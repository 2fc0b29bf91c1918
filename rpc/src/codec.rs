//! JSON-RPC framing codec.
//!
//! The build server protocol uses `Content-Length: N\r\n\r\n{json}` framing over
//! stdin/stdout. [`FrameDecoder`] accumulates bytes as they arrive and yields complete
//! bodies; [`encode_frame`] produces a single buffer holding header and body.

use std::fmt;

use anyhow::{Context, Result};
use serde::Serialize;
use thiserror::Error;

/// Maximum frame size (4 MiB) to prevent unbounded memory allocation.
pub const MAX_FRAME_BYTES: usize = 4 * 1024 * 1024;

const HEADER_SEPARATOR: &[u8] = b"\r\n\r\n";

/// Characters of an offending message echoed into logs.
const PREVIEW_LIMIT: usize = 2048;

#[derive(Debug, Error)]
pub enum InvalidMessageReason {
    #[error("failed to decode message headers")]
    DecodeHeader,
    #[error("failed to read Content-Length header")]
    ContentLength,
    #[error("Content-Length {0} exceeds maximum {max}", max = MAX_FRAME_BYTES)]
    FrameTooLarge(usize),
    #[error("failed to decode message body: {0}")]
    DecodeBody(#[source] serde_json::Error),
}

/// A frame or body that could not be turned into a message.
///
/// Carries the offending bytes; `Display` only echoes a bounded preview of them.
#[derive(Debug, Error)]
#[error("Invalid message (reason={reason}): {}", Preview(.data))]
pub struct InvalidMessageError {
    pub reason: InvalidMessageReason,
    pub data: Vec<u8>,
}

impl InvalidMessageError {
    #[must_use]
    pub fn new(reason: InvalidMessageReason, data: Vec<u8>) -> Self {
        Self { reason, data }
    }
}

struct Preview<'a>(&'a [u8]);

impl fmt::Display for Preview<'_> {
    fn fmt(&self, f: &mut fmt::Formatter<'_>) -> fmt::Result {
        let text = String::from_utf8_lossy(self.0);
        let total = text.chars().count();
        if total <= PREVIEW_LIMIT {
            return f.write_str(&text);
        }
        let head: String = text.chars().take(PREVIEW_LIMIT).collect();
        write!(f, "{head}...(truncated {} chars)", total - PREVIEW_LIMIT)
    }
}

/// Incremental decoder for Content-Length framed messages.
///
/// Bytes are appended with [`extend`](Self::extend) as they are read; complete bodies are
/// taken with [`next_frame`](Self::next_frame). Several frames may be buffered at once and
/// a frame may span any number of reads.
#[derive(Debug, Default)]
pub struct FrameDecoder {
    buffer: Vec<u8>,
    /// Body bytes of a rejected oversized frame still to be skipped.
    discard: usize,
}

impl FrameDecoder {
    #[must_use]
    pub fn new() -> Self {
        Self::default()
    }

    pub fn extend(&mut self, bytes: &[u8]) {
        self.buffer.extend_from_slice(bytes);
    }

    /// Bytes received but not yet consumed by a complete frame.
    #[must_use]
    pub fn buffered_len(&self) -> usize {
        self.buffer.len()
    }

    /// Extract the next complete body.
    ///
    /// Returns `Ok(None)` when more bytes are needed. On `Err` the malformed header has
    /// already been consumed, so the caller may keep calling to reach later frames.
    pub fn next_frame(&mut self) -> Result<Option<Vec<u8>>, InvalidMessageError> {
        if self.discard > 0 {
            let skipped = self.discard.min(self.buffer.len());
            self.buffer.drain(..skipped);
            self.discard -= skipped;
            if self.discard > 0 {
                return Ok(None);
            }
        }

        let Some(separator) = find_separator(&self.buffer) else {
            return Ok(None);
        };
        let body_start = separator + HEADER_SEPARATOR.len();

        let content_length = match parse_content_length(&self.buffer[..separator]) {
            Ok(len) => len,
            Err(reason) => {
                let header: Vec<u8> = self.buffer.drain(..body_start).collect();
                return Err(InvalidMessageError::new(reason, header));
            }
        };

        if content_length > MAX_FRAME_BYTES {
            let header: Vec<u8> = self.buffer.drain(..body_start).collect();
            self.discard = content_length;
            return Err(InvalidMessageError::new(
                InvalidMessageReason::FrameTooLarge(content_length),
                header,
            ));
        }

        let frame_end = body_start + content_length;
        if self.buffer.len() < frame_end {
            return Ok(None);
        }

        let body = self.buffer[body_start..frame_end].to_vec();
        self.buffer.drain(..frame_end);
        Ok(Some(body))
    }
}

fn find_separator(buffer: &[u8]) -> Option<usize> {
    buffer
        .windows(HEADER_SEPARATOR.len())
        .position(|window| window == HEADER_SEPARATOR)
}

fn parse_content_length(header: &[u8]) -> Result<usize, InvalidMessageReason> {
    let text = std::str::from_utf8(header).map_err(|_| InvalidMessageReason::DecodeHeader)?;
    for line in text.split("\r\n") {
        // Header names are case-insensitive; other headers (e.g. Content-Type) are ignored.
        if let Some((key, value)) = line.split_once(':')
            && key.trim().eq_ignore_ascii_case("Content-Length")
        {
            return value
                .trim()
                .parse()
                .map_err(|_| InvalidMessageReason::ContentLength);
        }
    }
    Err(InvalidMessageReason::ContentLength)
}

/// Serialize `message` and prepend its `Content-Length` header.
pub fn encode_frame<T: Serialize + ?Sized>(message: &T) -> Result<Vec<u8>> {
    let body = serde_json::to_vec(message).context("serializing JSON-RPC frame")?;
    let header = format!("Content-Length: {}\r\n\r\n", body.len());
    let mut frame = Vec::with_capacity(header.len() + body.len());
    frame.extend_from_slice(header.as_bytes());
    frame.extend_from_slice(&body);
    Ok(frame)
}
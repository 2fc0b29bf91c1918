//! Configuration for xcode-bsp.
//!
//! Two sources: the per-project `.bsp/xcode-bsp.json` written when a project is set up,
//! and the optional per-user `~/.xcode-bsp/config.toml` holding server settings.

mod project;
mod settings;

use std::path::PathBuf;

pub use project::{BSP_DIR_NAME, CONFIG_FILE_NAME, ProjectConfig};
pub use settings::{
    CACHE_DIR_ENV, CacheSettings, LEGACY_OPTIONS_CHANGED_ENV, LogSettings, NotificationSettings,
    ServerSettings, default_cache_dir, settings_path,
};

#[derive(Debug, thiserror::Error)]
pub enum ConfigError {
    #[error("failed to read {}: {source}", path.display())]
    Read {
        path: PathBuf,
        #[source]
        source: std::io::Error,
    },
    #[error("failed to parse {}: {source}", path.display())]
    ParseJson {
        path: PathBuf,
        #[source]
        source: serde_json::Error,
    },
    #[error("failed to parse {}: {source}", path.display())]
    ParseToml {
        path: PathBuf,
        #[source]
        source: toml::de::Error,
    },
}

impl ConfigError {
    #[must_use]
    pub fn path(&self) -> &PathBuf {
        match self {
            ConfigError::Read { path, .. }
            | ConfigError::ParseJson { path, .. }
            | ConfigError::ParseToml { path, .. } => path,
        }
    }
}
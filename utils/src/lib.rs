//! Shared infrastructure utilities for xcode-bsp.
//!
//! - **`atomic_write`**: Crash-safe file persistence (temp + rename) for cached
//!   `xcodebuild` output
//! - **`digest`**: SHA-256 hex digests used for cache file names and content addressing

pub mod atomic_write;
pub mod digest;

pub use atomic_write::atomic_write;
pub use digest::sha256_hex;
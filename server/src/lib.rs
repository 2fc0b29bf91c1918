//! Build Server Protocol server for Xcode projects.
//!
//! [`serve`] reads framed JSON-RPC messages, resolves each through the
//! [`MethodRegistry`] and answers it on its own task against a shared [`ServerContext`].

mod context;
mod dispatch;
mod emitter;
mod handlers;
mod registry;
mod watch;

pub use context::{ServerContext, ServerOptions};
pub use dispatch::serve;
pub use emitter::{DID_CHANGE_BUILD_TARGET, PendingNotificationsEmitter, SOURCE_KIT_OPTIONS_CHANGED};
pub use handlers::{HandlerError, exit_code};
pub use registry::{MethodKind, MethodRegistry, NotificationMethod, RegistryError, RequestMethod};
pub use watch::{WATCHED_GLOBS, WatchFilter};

◇ ◇ ◇

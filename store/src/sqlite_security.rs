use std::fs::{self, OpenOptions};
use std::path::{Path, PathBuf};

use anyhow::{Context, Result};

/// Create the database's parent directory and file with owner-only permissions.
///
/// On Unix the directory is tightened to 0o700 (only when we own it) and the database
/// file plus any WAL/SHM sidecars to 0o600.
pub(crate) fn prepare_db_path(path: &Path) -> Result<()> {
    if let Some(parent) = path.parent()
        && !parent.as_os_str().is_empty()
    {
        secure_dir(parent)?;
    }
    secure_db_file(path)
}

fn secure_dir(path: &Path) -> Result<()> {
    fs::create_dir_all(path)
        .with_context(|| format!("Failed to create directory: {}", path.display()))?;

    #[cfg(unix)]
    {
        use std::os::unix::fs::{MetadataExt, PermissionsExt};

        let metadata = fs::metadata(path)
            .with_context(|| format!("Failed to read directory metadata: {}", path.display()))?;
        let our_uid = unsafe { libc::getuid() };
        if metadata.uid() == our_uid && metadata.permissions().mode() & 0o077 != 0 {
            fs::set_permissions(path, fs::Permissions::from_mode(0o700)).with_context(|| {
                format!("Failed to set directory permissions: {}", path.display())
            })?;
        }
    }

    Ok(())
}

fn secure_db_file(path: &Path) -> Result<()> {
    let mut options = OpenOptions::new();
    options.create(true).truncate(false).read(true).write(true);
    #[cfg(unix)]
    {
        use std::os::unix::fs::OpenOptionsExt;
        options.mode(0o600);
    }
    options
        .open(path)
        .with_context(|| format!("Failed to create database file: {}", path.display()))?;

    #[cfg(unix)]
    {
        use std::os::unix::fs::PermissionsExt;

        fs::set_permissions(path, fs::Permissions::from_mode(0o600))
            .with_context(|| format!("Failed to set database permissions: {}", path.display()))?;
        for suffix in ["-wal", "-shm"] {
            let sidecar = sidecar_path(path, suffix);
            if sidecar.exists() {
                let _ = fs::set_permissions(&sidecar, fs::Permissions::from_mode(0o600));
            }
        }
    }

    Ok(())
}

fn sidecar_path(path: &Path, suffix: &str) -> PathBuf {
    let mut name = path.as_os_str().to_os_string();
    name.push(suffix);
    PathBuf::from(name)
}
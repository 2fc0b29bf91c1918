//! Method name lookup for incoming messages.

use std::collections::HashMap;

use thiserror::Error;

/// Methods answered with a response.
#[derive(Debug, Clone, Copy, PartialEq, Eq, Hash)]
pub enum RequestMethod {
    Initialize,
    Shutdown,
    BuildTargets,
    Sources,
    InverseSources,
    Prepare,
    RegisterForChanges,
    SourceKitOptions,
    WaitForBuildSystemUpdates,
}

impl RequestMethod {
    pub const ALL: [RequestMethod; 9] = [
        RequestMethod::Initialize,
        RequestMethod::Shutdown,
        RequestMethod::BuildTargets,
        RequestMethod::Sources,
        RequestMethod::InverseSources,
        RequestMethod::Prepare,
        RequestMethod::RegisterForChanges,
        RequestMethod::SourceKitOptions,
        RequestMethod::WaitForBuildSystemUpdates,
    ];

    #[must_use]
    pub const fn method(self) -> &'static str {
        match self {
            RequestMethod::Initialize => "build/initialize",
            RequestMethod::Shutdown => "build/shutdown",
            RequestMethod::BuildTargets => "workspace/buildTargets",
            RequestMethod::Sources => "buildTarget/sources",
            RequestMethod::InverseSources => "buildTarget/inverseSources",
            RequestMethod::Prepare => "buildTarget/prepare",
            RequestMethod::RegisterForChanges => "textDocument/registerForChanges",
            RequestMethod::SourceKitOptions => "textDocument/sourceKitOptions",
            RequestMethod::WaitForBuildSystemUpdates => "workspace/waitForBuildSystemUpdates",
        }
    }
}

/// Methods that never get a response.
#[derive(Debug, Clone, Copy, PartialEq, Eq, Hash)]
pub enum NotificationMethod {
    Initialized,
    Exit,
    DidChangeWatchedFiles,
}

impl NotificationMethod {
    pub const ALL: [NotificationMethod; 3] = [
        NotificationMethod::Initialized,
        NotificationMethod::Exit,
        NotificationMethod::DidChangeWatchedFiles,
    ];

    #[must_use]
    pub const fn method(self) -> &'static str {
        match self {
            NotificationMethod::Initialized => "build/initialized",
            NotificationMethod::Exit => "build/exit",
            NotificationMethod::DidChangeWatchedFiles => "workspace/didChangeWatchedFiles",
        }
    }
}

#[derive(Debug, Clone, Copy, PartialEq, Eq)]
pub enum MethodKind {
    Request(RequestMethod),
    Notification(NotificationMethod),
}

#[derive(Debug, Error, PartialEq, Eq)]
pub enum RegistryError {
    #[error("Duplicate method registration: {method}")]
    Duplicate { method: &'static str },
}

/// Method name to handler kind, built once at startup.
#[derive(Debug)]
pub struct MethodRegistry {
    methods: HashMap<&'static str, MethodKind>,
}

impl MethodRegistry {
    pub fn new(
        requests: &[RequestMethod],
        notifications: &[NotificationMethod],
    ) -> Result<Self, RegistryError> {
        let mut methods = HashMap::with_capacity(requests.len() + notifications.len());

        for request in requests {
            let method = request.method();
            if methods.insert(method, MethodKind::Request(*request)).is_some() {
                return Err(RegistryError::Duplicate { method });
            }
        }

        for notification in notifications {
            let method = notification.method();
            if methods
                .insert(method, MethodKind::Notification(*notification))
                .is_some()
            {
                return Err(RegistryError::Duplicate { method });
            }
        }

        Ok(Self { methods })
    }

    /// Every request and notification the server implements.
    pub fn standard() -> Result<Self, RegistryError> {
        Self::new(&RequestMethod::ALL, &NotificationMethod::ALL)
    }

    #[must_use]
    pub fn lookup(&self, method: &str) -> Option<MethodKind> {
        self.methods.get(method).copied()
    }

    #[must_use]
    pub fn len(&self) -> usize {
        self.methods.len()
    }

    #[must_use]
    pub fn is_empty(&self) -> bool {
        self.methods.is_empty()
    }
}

◇ ◇ ◇

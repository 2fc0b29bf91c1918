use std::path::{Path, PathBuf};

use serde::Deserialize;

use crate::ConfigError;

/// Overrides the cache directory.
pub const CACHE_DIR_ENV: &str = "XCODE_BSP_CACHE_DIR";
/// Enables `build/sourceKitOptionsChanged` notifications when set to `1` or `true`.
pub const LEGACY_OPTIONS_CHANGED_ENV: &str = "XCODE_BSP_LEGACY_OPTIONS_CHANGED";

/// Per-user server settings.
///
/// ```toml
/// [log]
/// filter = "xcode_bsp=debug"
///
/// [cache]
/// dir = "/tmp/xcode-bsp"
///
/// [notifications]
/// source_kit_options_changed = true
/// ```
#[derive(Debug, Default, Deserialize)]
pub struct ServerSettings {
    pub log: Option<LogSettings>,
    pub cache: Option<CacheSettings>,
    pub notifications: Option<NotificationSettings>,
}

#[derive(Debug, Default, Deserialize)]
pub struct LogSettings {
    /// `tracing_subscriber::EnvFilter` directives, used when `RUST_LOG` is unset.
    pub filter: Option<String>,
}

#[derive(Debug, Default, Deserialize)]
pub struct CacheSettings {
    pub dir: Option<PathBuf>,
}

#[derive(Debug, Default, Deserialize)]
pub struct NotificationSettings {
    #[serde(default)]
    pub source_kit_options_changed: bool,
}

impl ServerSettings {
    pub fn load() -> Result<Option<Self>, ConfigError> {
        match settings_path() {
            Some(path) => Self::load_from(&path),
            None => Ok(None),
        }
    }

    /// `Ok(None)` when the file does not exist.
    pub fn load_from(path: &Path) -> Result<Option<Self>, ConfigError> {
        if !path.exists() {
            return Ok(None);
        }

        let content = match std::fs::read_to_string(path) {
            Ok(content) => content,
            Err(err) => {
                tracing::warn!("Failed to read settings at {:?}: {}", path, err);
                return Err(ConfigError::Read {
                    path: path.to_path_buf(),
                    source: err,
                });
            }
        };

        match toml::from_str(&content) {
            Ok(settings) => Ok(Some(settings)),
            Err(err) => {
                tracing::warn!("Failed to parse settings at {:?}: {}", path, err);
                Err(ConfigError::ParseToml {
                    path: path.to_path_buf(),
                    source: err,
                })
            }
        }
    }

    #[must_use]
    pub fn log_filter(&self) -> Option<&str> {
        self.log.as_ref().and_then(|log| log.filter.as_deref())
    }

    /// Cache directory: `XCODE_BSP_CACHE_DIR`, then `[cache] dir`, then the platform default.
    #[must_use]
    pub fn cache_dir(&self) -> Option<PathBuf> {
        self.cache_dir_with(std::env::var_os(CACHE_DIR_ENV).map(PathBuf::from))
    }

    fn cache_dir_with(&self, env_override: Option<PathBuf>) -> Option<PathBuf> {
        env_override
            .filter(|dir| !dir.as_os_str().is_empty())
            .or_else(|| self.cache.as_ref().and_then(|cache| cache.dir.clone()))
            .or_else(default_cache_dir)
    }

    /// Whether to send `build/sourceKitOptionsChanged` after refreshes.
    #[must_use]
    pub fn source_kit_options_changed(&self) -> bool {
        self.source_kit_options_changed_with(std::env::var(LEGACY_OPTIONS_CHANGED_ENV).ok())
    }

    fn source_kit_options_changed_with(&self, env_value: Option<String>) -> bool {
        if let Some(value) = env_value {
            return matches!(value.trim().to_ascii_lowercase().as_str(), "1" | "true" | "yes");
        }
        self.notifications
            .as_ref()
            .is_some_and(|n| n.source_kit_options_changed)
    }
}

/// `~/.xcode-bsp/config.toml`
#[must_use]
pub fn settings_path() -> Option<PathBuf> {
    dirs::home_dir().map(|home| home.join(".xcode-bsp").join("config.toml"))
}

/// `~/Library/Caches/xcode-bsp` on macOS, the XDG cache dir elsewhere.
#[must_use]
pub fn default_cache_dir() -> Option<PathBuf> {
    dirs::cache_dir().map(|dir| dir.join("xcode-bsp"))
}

◇ ◇ ◇

■ THE PROBLEM:
Only the count, nothing else: how many lines of the records hold the word "drain"?

■ RESULT:
4